Now imagine a slightly different scenario where Bob and Charlie meet frequently for lunch to discuss the product. Most reviewers were attentive when the case team explained that they were legally required to produce such documents. Even though a few attorneys characterized some of these emails as non-responsive, most of the team got them right and the algorithm continues to insist that they are responsive. Good algorithm! It helps to correct human errors.

(And who would have guessed that the search term “Bob AND Charlie AND lunch” would have yielded so many responsive documents?)

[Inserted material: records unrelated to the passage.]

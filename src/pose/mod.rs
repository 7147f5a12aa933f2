//! Single-person pose estimation and landmark overlay.
//!
//! A `PoseEstimator` turns an RGB frame into 17 COCO keypoints with normalized
//! coordinates. `PoseOverlay` wraps an estimator as a transform stage: it smooths
//! landmarks across frames and draws the skeleton onto the frame it returns.
//!
//! Backends:
//! - tract ONNX, MoveNet-style single-pose models (feature: backend-tract)

#[cfg(feature = "backend-tract")]
pub mod tract;

#[cfg(feature = "backend-tract")]
pub use tract::TractPoseEstimator;

use std::path::PathBuf;

use crate::error::TransformError;
use crate::frame::{Frame, PixelEncoding, Point};
use crate::transform::{draw_circle, draw_line, Color, Transform};

/// COCO keypoint names, in model output order.
pub const KEYPOINT_NAMES: [&str; 17] = [
    "nose",
    "left_eye",
    "right_eye",
    "left_ear",
    "right_ear",
    "left_shoulder",
    "right_shoulder",
    "left_elbow",
    "right_elbow",
    "left_wrist",
    "right_wrist",
    "left_hip",
    "right_hip",
    "left_knee",
    "right_knee",
    "left_ankle",
    "right_ankle",
];

/// Keypoint index pairs joined when drawing the skeleton.
pub const SKELETON: [(usize, usize); 16] = [
    (0, 1),
    (0, 2),
    (1, 3),
    (2, 4),
    (5, 6),
    (5, 7),
    (7, 9),
    (6, 8),
    (8, 10),
    (5, 11),
    (6, 12),
    (11, 12),
    (11, 13),
    (13, 15),
    (12, 14),
    (14, 16),
];

const CONNECTION_COLOR: Color = Color::bgr(224, 224, 224);
const LANDMARK_COLOR: Color = Color::RED;
const DRAW_THICKNESS: i32 = 2;
const LANDMARK_RADIUS: i32 = 2;

/// One keypoint. `x` and `y` are normalized to `[0, 1]` of the frame size.
#[derive(Clone, Copy, Debug, Default, PartialEq)]
pub struct Landmark {
    pub x: f32,
    pub y: f32,
    pub z: f32,
    pub visibility: f32,
}

impl Landmark {
    fn to_pixel(self, width: u32, height: u32) -> Point {
        Point::new(
            (self.x * width as f32).round() as i32,
            (self.y * height as f32).round() as i32,
        )
    }
}

#[derive(Clone, Debug, Default, PartialEq)]
pub struct Pose {
    pub landmarks: Vec<Landmark>,
}

/// Pose settings for one session.
#[derive(Clone, Debug, PartialEq)]
pub struct PoseConfig {
    /// Treat every frame independently (no smoothing across frames).
    pub static_image_mode: bool,
    pub smooth_landmarks: bool,
    /// Weight of the newest observation, in `(0, 1]`. 1 disables smoothing.
    pub smoothing: f32,
    pub min_detection_confidence: f32,
    /// Landmarks below this visibility are not drawn.
    pub min_visibility: f32,
    pub model_input_size: u32,
    pub model_path: Option<PathBuf>,
}

impl Default for PoseConfig {
    fn default() -> Self {
        Self {
            static_image_mode: false,
            smooth_landmarks: true,
            smoothing: 0.5,
            min_detection_confidence: 0.5,
            min_visibility: 0.3,
            model_input_size: 192,
            model_path: None,
        }
    }
}

/// Pose estimator backend.
pub trait PoseEstimator {
    fn name(&self) -> &'static str;

    /// Estimate the pose in an RGB frame. `Ok(None)` when nobody is detected.
    fn estimate(&mut self, frame: &Frame) -> Result<Option<Pose>, TransformError>;
}

impl<E: PoseEstimator + ?Sized> PoseEstimator for Box<E> {
    fn name(&self) -> &'static str {
        (**self).name()
    }

    fn estimate(&mut self, frame: &Frame) -> Result<Option<Pose>, TransformError> {
        (**self).estimate(frame)
    }
}

// ----------------------------------------------------------------------------
// Smoothing
// ----------------------------------------------------------------------------

/// Exponential smoothing of landmarks across consecutive detections.
#[derive(Clone, Debug)]
pub struct LandmarkSmoother {
    enabled: bool,
    alpha: f32,
    previous: Option<Pose>,
}

impl LandmarkSmoother {
    pub fn new(config: &PoseConfig) -> Self {
        Self {
            enabled: config.smooth_landmarks && !config.static_image_mode,
            alpha: config.smoothing.clamp(f32::EPSILON, 1.0),
            previous: None,
        }
    }

    /// Blend `pose` with the previous result. A lost pose clears the history.
    pub fn smooth(&mut self, pose: Option<Pose>) -> Option<Pose> {
        if !self.enabled {
            return pose;
        }
        let Some(current) = pose else {
            self.previous = None;
            return None;
        };
        let blended = match &self.previous {
            Some(prev) if prev.landmarks.len() == current.landmarks.len() => {
                let a = self.alpha;
                let landmarks = prev
                    .landmarks
                    .iter()
                    .zip(&current.landmarks)
                    .map(|(p, c)| Landmark {
                        x: p.x + a * (c.x - p.x),
                        y: p.y + a * (c.y - p.y),
                        z: p.z + a * (c.z - p.z),
                        visibility: c.visibility,
                    })
                    .collect();
                Pose { landmarks }
            }
            _ => current,
        };
        self.previous = Some(blended.clone());
        Some(blended)
    }

    pub fn reset(&mut self) {
        self.previous = None;
    }
}

// ----------------------------------------------------------------------------
// Overlay stage
// ----------------------------------------------------------------------------

/// Transform stage running `E` and drawing the result in place.
///
/// Requires RGB input; convert before this stage.
pub struct PoseOverlay<E> {
    estimator: E,
    smoother: LandmarkSmoother,
    min_visibility: f32,
    last_pose: Option<Pose>,
}

impl<E: PoseEstimator> PoseOverlay<E> {
    pub fn new(estimator: E, config: &PoseConfig) -> Self {
        Self {
            estimator,
            smoother: LandmarkSmoother::new(config),
            min_visibility: config.min_visibility,
            last_pose: None,
        }
    }

    /// Pose drawn on the most recent frame, if any.
    pub fn last_pose(&self) -> Option<&Pose> {
        self.last_pose.as_ref()
    }

    fn draw(&self, frame: &mut Frame, pose: &Pose) {
        let (w, h) = frame.dimensions();
        let visible = |i: usize| {
            pose.landmarks
                .get(i)
                .filter(|l| l.visibility >= self.min_visibility)
        };
        for &(a, b) in SKELETON.iter() {
            if let (Some(la), Some(lb)) = (visible(a), visible(b)) {
                draw_line(
                    frame,
                    la.to_pixel(w, h),
                    lb.to_pixel(w, h),
                    CONNECTION_COLOR,
                    DRAW_THICKNESS,
                );
            }
        }
        for i in 0..pose.landmarks.len() {
            if let Some(l) = visible(i) {
                draw_circle(
                    frame,
                    l.to_pixel(w, h),
                    LANDMARK_RADIUS,
                    LANDMARK_COLOR,
                    DRAW_THICKNESS,
                );
            }
        }
    }
}

impl<E: PoseEstimator> Transform for PoseOverlay<E> {
    fn name(&self) -> &str {
        "pose_overlay"
    }

    fn apply(&mut self, mut frame: Frame) -> Result<Frame, TransformError> {
        if frame.encoding() != PixelEncoding::Rgb {
            return Err(TransformError::UnsupportedEncoding {
                stage: self.name().to_string(),
                expected: PixelEncoding::Rgb.name(),
                actual: frame.encoding(),
            });
        }
        let pose = self.smoother.smooth(self.estimator.estimate(&frame)?);
        match &pose {
            Some(pose) => {
                for (i, l) in pose.landmarks.iter().enumerate() {
                    log::debug!(
                        "pose: frame {} {} x={:.3} y={:.3} z={:.3} visibility={:.2}",
                        frame.sequence(),
                        KEYPOINT_NAMES.get(i).copied().unwrap_or("landmark"),
                        l.x,
                        l.y,
                        l.z,
                        l.visibility
                    );
                }
                self.draw(&mut frame, pose);
            }
            None => log::debug!("pose: frame {} no pose detected", frame.sequence()),
        }
        self.last_pose = pose;
        Ok(frame)
    }

    fn reset(&mut self) {
        self.smoother.reset();
        self.last_pose = None;
    }
}

#[cfg(test)]
mod tests {
    use super::*;

    /// Returns the scripted poses in order, then nothing.
    struct Scripted {
        poses: Vec<Option<Pose>>,
    }

    impl PoseEstimator for Scripted {
        fn name(&self) -> &'static str {
            "scripted"
        }

        fn estimate(&mut self, _frame: &Frame) -> Result<Option<Pose>, TransformError> {
            Ok(if self.poses.is_empty() {
                None
            } else {
                self.poses.remove(0)
            })
        }
    }

    fn pose_at(x: f32, y: f32, visibility: f32) -> Pose {
        Pose {
            landmarks: vec![
                Landmark {
                    x,
                    y,
                    z: 0.0,
                    visibility,
                };
                17
            ],
        }
    }

    #[test]
    fn overlay_requires_rgb() -> anyhow::Result<()> {
        let mut overlay = PoseOverlay::new(Scripted { poses: vec![] }, &PoseConfig::default());
        let err = overlay
            .apply(Frame::filled(8, 8, PixelEncoding::Bgr, 0)?)
            .unwrap_err();
        assert!(matches!(err, TransformError::UnsupportedEncoding { .. }));
        Ok(())
    }

    #[test]
    fn overlay_draws_visible_landmarks() -> anyhow::Result<()> {
        let estimator = Scripted {
            poses: vec![Some(pose_at(0.5, 0.5, 0.9)), Some(pose_at(0.5, 0.5, 0.1))],
        };
        let mut overlay = PoseOverlay::new(estimator, &PoseConfig::default());

        let out = overlay.apply(Frame::filled(20, 20, PixelEncoding::Rgb, 0)?)?;
        // Landmark outline ring around (10, 10), drawn in red.
        assert_eq!(out.pixel(12, 10), &[255, 0, 0]);
        assert!(overlay.last_pose().is_some());

        // Below min_visibility: nothing drawn.
        let out = overlay.apply(Frame::filled(20, 20, PixelEncoding::Rgb, 0)?)?;
        assert!(out.as_bytes().iter().all(|&v| v == 0));
        Ok(())
    }

    #[test]
    fn smoother_blends_and_resets_on_loss() {
        let mut smoother = LandmarkSmoother::new(&PoseConfig::default());
        let first = smoother.smooth(Some(pose_at(0.0, 0.0, 1.0)));
        assert_eq!(first.map(|p| p.landmarks[0].x), Some(0.0));

        let second = smoother.smooth(Some(pose_at(1.0, 1.0, 1.0)));
        assert_eq!(second.map(|p| p.landmarks[0].x), Some(0.5));

        assert!(smoother.smooth(None).is_none());
        let after_loss = smoother.smooth(Some(pose_at(1.0, 1.0, 1.0)));
        assert_eq!(after_loss.map(|p| p.landmarks[0].x), Some(1.0));
    }

    #[test]
    fn static_mode_disables_smoothing() {
        let config = PoseConfig {
            static_image_mode: true,
            ..PoseConfig::default()
        };
        let mut smoother = LandmarkSmoother::new(&config);
        smoother.smooth(Some(pose_at(0.0, 0.0, 1.0)));
        let out = smoother.smooth(Some(pose_at(1.0, 1.0, 1.0)));
        assert_eq!(out.map(|p| p.landmarks[0].x), Some(1.0));
    }

    #[test]
    fn skeleton_indices_are_in_range() {
        assert!(SKELETON
            .iter()
            .all(|&(a, b)| a < KEYPOINT_NAMES.len() && b < KEYPOINT_NAMES.len()));
    }
}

But of course, the algorithm is not a conscious being with goals, desires, or critical thinking abilities. It was designed and manufactured for a specific purpose, and many factors determine its limitations. If we are to imagine AI algorithms as sentient creatures, try to keep the following in mind:

  • They can only learn from examples. Sometimes they need a lot of examples. If too many examples are inconsistent or contradictory, they become confusing.
  • They can’t pay attention to evidence that isn’t actually in the examples given to the algorithm. If it’s not in the dataset or if the developers don’t explicitly populate it, the algorithm can’t use it.
  • They should be tested and evaluated every time you use them on new data. It won’t necessarily work well this time around just because it worked well last time around. And as always, pay attention to the confidence interval, not the point estimate.

Please don’t take any of this too literally. There are many learning algorithms and different approaches to feature extraction. Every product works differently, and it’s important to understand what works and what doesn’t for the product you are using. Hopefully the developers catch up and find ways to predict almost everything. Then humans just have to worry about being consistent with each other and with themselves. (Why is this so difficult for us? Dear economists, how rational are we really?)